**Task goal:** Word for word, restate the records that follow.

**Input material:**
* * * * * * * * *

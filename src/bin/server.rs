//! HTTP entry point: loads configuration, runs migrations, and serves the
//! Request Facade over axum.

use anyhow::Result;
use diesel::sqlite::SqliteConnection;
use diesel::Connection;
use diesel_migrations::{embed_migrations, EmbeddedMigrations, MigrationHarness};
use tower_http::cors::{AllowOrigin, Any, CorsLayer};
use tracing::info;
use tracing_subscriber::{layer::SubscriberExt, util::SubscriberInitExt, EnvFilter};

use strictly_grids::config::Config;
use strictly_grids::db::SessionStore;
use strictly_grids::facade::{build_router, AppState};

const MIGRATIONS: EmbeddedMigrations = embed_migrations!("migrations");

#[tokio::main]
async fn main() -> Result<()> {
    tracing_subscriber::registry()
        .with(EnvFilter::try_from_default_env().unwrap_or_else(|_| "info".into()))
        .with(tracing_subscriber::fmt::layer())
        .init();

    let config = Config::load();

    info!(database_url = %config.database_url(), "running pending migrations");
    let mut conn = SqliteConnection::establish(config.database_url())?;
    conn.run_pending_migrations(MIGRATIONS)
        .map_err(|e| anyhow::anyhow!("migration failed: {e}"))?;
    drop(conn);

    let store = SessionStore::new(config.database_url().clone())?;
    let state = AppState::new(store);

    let cors = if config.cors_origins().is_empty() {
        CorsLayer::permissive()
    } else {
        let origins: Vec<_> = config
            .cors_origins()
            .iter()
            .filter_map(|o| o.parse().ok())
            .collect();
        CorsLayer::new()
            .allow_origin(AllowOrigin::list(origins))
            .allow_methods(Any)
            .allow_headers(Any)
    };

    let app = build_router(state, cors);

    let listener = tokio::net::TcpListener::bind(config.bind_addr()).await?;
    info!(addr = %config.bind_addr(), "server listening");
    axum::serve(listener, app).await?;

    Ok(())
}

* * * * * * * * *

**Solution to this task:**
filename src/bin/server.rs
//! HTTP entry point: loads configuration, runs migrations, and serves the
//! Request Facade over axum.

use anyhow::Result;
use diesel::sqlite::SqliteConnection;
use diesel::Connection;
use diesel_migrations::{embed_migrations, EmbeddedMigrations, MigrationHarness};
use tower_http::cors::{AllowOrigin, Any, CorsLayer};
use tracing::info;
use tracing_subscriber::{layer::SubscriberExt, util::SubscriberInitExt, EnvFilter};

use strictly_grids::config::Config;
use strictly_grids::db::SessionStore;
use strictly_grids::facade::{build_router, AppState};

const MIGRATIONS: EmbeddedMigrations = embed_migrations!("migrations");

#[tokio::main]
async fn main() -> Result<()> {
    tracing_subscriber::registry()
        .with(EnvFilter::try_from_default_env().unwrap_or_else(|_| "info".into()))
        .with(tracing_subscriber::fmt::layer())
        .init();

    let config = Config::load();

    info!(database_url = %config.database_url(), "running pending migrations");
    let mut conn = SqliteConnection::establish(config.database_url())?;
    conn.run_pending_migrations(MIGRATIONS)
        .map_err(|e| anyhow::anyhow!("migration failed: {e}"))?;
    drop(conn);

    let store = SessionStore::new(config.database_url().clone())?;
    let state = AppState::new(store);

    let cors = if config.cors_origins().is_empty() {
        CorsLayer::permissive()
    } else {
        let origins: Vec<_> = config
            .cors_origins()
            .iter()
            .filter_map(|o| o.parse().ok())
            .collect();
        CorsLayer::new()
            .allow_origin(AllowOrigin::list(origins))
            .allow_methods(Any)
            .allow_headers(Any)
    };

    let app = build_router(state, cors);

    let listener = tokio::net::TcpListener::bind(config.bind_addr()).await?;
    info!(addr = %config.bind_addr(), "server listening");
    axum::serve(listener, app).await?;

    Ok(())
}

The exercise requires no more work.